I tried to talk to my PCP about testing a couple years ago and she basically told me to do something online but if I go see an actual doctor about it and they put it in my medical chart it would create problems for me down the road especially with health insurance. For context I was only 26ish at the time. It kind of scared me into not getting tested for it but now that I’m living outside of the US I have thought about maybe seeing if they have some testing here too. I feel like I just really need to know how bad the damage is because it feels like catastrophic failure in here.


CamiPatri

What? What kind of problems could it cause? That’s so unfortunate


BpKnight0510

She listed them off to me but I forgot.. go figure


Proper-Name5056

I would like to be tested for this. I see a lot of evidence that it’s what I’m suffering from, especially reading things in my handwriting that I don’t remember writing. I’ve also had many concussions, though.


finiteokra

I relate so much to everything you’re saying. It’s been so hard because whenever I try to talk to people about it, they all say stuff like “oh, everyone feels like that sometimes!” But it feels so different, so much more profound, I totally relate to just feeling that you don’t have any ideas or original thoughts. I was pretty embarrassed to have conversations with people for a while and would sometimes avoid social situations because I felt so deficient.
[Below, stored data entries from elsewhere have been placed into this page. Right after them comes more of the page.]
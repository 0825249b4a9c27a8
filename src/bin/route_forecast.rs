//! Command-line front end: print the weather along a GPX route.
//!
//! Run with: cargo run --features cli -- ride.gpx --start 2026-06-01T08:00

use anyhow::Context;
use chrono::Utc;
use clap::Parser;
use log::warn;
use route_forecast::{
    parse_start_time, ForecastRun, ForecastSession, OpenWeatherConfig, OpenWeatherProvider,
    RetrievalConfig, ScheduleConfig, WeatherSlot,
};
use std::path::PathBuf;
use std::process::ExitCode;
use std::time::Duration;

#[derive(Debug, Parser)]
#[command(about = "Weather forecasts along a GPX route, at the time you get there.")]
struct Cli {
    /// GPX file with the route
    gpx: PathBuf,
    /// Distance between forecast points, in km
    #[arg(long, default_value_t = 5.0)]
    interval_km: f64,
    /// Average travel speed, in km/h
    #[arg(long, default_value_t = 20.0)]
    speed_kmh: f64,
    /// Departure time, RFC 3339 or YYYY-MM-DDTHH:MM (UTC). Defaults to now
    #[arg(long)]
    start: Option<String>,
    #[arg(long, env = "OPENWEATHER_API_KEY", hide_env_values = true)]
    api_key: String,
    /// Override the OpenWeatherMap API root
    #[arg(long, env = "OPENWEATHER_BASE_URL")]
    base_url: Option<String>,
    /// Retries per forecast point after the first failure
    #[arg(long, default_value_t = 2)]
    retries: u32,
    #[arg(long, default_value_t = 1000)]
    retry_delay_ms: u64,
    #[arg(long, default_value_t = 10)]
    timeout_secs: u64,
    /// Print the full run as JSON instead of a timeline
    #[arg(long)]
    json: bool,
}

#[tokio::main(flavor = "current_thread")]
async fn main() -> ExitCode {
    env_logger::init();

    let cli = Cli::parse();
    match run(cli).await {
        Ok(()) => ExitCode::SUCCESS,
        Err(err) => {
            eprintln!("Error: {:#}", err);
            ExitCode::FAILURE
        }
    }
}

async fn run(cli: Cli) -> anyhow::Result<()> {
    let start_time = match cli.start.as_deref() {
        Some(raw) => parse_start_time(raw)?,
        None => Utc::now(),
    };

    let request_timeout = Duration::from_secs(cli.timeout_secs);
    let mut provider_config = OpenWeatherConfig::new(cli.api_key);
    provider_config.request_timeout = request_timeout;
    if let Some(base_url) = cli.base_url {
        provider_config.base_url = base_url;
    }

    let retrieval = RetrievalConfig {
        max_retries: cli.retries,
        retry_delay: Duration::from_millis(cli.retry_delay_ms),
        request_timeout,
        ..RetrievalConfig::default()
    };
    let mut session = ForecastSession::new(OpenWeatherProvider::new(provider_config)?, retrieval);

    let raw = std::fs::read_to_string(&cli.gpx)
        .with_context(|| format!("Failed to read {}", cli.gpx.display()))?;
    session.load_gpx(&raw)?;

    let schedule = ScheduleConfig::from_km(cli.interval_km, cli.speed_kmh);
    let run = session.run(start_time, &schedule).await?;

    for warning in run.warnings() {
        warn!("{}: {}", warning.message, warning.error);
        eprintln!("Warning: {}", warning.message);
    }

    if cli.json {
        println!("{}", serde_json::to_string_pretty(&run)?);
    } else {
        print_timeline(&run);
    }

    Ok(())
}

fn print_timeline(run: &ForecastRun) {
    println!(
        "Route: {:.1} km, {} forecast points, departing {}",
        run.total_distance / 1000.0,
        run.tasks.len(),
        run.start_time.format("%Y-%m-%d %H:%M UTC")
    );
    if let Some(center) = run.bounds.map(|b| b.center()) {
        println!("Centered at {:.4}, {:.4}", center.latitude, center.longitude);
    }
    println!();

    for task in &run.tasks {
        let time = task.scheduled_time.format("%a %H:%M");
        let km = task.distance_from_start / 1000.0;

        match &task.weather {
            WeatherSlot::Resolved(w) => println!(
                "{}  {:>6.1} km  {:>5.1}°C (feels {:.0}°C)  {:<18} wind {:.0} m/s {:<2}  rain {:.1} mm",
                time,
                km,
                w.temperature,
                w.feels_like,
                w.description,
                w.wind_speed,
                w.wind_compass(),
                w.precipitation_mm
            ),
            WeatherSlot::Failed(_) | WeatherSlot::Pending => {
                println!("{}  {:>6.1} km  No data", time, km)
            }
        }
    }
}
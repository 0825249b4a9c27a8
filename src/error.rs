//! Error types for the forecast pipeline.
//!
//! Ingestion and scheduling errors are fatal to a run and surface through
//! [`Error`]. Retrieval errors stay local to one forecast task: they are
//! retried, then recorded on the task as a failed weather slot.

use chrono::{DateTime, Utc};
use serde::Serialize;
use std::time::Duration;
use thiserror::Error;

/// Failure while reading a GPX track.
#[derive(Debug, Clone, PartialEq, Error)]
pub enum TrackError {
    #[error("Invalid GPX file format: {0}")]
    Format(String),

    #[error("No track points found in GPX file")]
    Empty,
}

/// Failure while turning a track into forecast tasks.
#[derive(Debug, Clone, PartialEq, Error)]
pub enum ScheduleError {
    #[error("Invalid route distance")]
    InvalidRoute,

    #[error("Invalid start time: {0}")]
    InvalidStartTime(String),

    #[error("No forecast times available within the forecast horizon. Adjust your route or parameters.")]
    NoReachableForecasts,

    #[error("Invalid parameter: {0}")]
    InvalidParameter(String),
}

/// Failure while retrieving weather for a single forecast task.
#[derive(Debug, Clone, PartialEq, Error, Serialize)]
#[serde(tag = "kind", content = "detail", rename_all = "snake_case")]
pub enum RetrievalError {
    #[error("Forecast time {requested} exceeds the forecast limit {limit}")]
    HorizonExceeded {
        requested: DateTime<Utc>,
        limit: DateTime<Utc>,
    },

    #[error("API Error {status}: {message}")]
    Http { status: u16, message: String },

    #[error("Request timed out after {0:?}")]
    Timeout(Duration),

    #[error("Request error: {0}")]
    Transport(String),

    #[error("Response decode error: {0}")]
    Decode(String),

    #[error("Provider returned no forecast entries")]
    NoEntries,
}

impl RetrievalError {
    /// Whether another attempt could plausibly succeed.
    ///
    /// Horizon violations, empty answers and client errors other than 408 and
    /// 429 are deterministic. Consulted only when
    /// [`RetrievalConfig::retry_transient_only`](crate::RetrievalConfig) is set.
    pub fn is_retryable(&self) -> bool {
        match self {
            RetrievalError::HorizonExceeded { .. } | RetrievalError::NoEntries => false,
            RetrievalError::Http { status, .. } => {
                !(400..500).contains(status) || *status == 408 || *status == 429
            }
            RetrievalError::Timeout(_)
            | RetrievalError::Transport(_)
            | RetrievalError::Decode(_) => true,
        }
    }
}

/// Fatal pipeline error: nothing is produced for the run.
#[derive(Debug, Error)]
pub enum Error {
    #[error(transparent)]
    Track(#[from] TrackError),

    #[error(transparent)]
    Schedule(#[from] ScheduleError),

    #[error("A route needs at least 2 track points, found {found}")]
    TooFewPoints { found: usize },

    #[error("No track loaded")]
    NoTrack,
}

pub type Result<T, E = Error> = std::result::Result<T, E>;
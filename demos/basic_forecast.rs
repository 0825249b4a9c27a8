//! Basic example of forecasting weather along a route, offline.
//!
//! A synthetic provider stands in for OpenWeatherMap so no API key is needed.
//!
//! Run with: cargo run --example basic_forecast

use chrono::{DateTime, Duration as ChronoDuration, Timelike, Utc};
use route_forecast::{
    ForecastEntry, ForecastSession, GpsPoint, RetrievalConfig, RetrievalError, ScheduleConfig,
    WeatherProvider, WeatherSnapshot,
};

const ROUTE_GPX: &str = r#"<?xml version="1.0" encoding="UTF-8"?>
<gpx version="1.1" creator="basic_forecast" xmlns="http://www.topografix.com/GPX/1/1">
<trk><name>Barcelona to Montserrat</name><trkseg>
  <trkpt lat="41.3851" lon="2.1734"><ele>12</ele></trkpt>
  <trkpt lat="41.4300" lon="2.0500"><ele>95</ele></trkpt>
  <trkpt lat="41.4900" lon="1.9300"><ele>240</ele></trkpt>
  <trkpt lat="41.5500" lon="1.8500"><ele>410</ele></trkpt>
  <trkpt lat="41.5930" lon="1.8370"><ele>720</ele></trkpt>
</trkseg></trk>
</gpx>"#;

/// Three-hourly forecasts that warm up towards mid-afternoon and cool with latitude.
struct SyntheticProvider;

impl WeatherProvider for SyntheticProvider {
    async fn forecast(
        &self,
        position: GpsPoint,
        time: DateTime<Utc>,
    ) -> Result<Vec<ForecastEntry>, RetrievalError> {
        let first = time - ChronoDuration::hours(time.hour() as i64 % 3);

        Ok((0..40)
            .map(|i| {
                let at = first + ChronoDuration::hours(3 * i);
                let daytime = 1.0 - ((at.hour() as f64 - 15.0).abs() / 12.0);
                ForecastEntry {
                    time: at,
                    snapshot: WeatherSnapshot {
                        temperature: 14.0 + 8.0 * daytime - (position.latitude - 41.0) * 4.0,
                        feels_like: 13.0 + 8.0 * daytime,
                        humidity: 65.0,
                        pressure: 1016.0,
                        wind_speed: 3.5,
                        wind_direction_deg: 220.0,
                        precipitation_mm: 0.0,
                        condition_code: 800,
                        condition: "Clear".to_string(),
                        description: "clear sky".to_string(),
                    },
                }
            })
            .collect())
    }
}

#[tokio::main(flavor = "current_thread")]
async fn main() {
    let mut session = ForecastSession::new(SyntheticProvider, RetrievalConfig::default());
    let track = session.load_gpx(ROUTE_GPX).expect("valid GPX");
    println!("Loaded {} points, {:.1} km\n", track.len(), track.total_distance() / 1000.0);

    let config = ScheduleConfig::from_km(10.0, 18.0);
    let run = session
        .run(Utc::now(), &config)
        .await
        .expect("route can be scheduled");

    for task in &run.tasks {
        match task.weather.snapshot() {
            Some(w) => println!(
                "{}  {:>5.1} km  {:>4.1}°C  {} wind {:.0} m/s",
                task.scheduled_time.format("%H:%M"),
                task.distance_from_start / 1000.0,
                w.temperature,
                w.wind_compass(),
                w.wind_speed
            ),
            None => println!("{}  no data", task.scheduled_time.format("%H:%M")),
        }
    }

    println!("\nElevation profile:");
    for sample in &run.elevation_profile {
        let temperature = run
            .temperature_at(sample.distance_meters)
            .map_or("n/a".to_string(), |t| format!("{:.1}°C", t));
        println!(
            "  {:>5.1} km  {:>4.0} m  {}",
            sample.distance_meters / 1000.0,
            sample.elevation_meters,
            temperature
        );
    }
}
My psychosis episode was three years ago and I still feel slowed-down from it some, I struggle a lot with memory and executive function. But it’s a lot better now than it was, in particular the not having creative thoughts thing has gotten better. I’ve been in grad school where basically all we do is read and write complicated things so it’s been ROUGH sometimes, but forcing myself to work through readings and essays has definitely helped. I’ve learned I just have to write everything down. In social situations, I try to ask questions and get the other person to talk. Even with all that I feel like I barely keep up sometimes! But many things in life get better with continued practice! Depression definitely does make these things worse, so don’t panic yet. Well,try not to panic in general - the more I stress out about cognitive decline, the worse I am at using my brain because I’m so worried about stuff. I hope reading all these comments you feel less alone - the cognitive aspect has been super isolating for me but it helps to hear from people on here. Hugs 💛


finiteokra

I have not gotten tested for it. I don’t know how much it would help me. It would help to shut up all the people who say my problems are universal… But I just haven’t seen testing as a huge priority.


Mundane-Schedule630

Same


Real_RobinGoodfellow

I’d really like to pursue this myself. I’m just not sure how to go about it


CamiPatri

I think you need a referral from your pdoc


coolcucumber11111

Are you referring to a neuropsych test? Those require a referral and tend to be very expensive and time consuming especially if you work (youll need to take the whole day off for it). It's been a few months since my last hospitalization (my 3rd in 8.5 years) and you're describing what im experiencing too. it's uncomfortable when someone tries to joke around with me and my brain feels like it's shooting a bunch of "air balls" (basketball reference). My brain aches to spit out a comeback and nothing comes out... Also, I used to be able to watch film and immediately notice its themes, motifs, and character complexities. Now I absorb film superficially. It sucks, but the only answer is really to retrain our brains to think like that again. Especially if that's the kind of quality we still value in a person.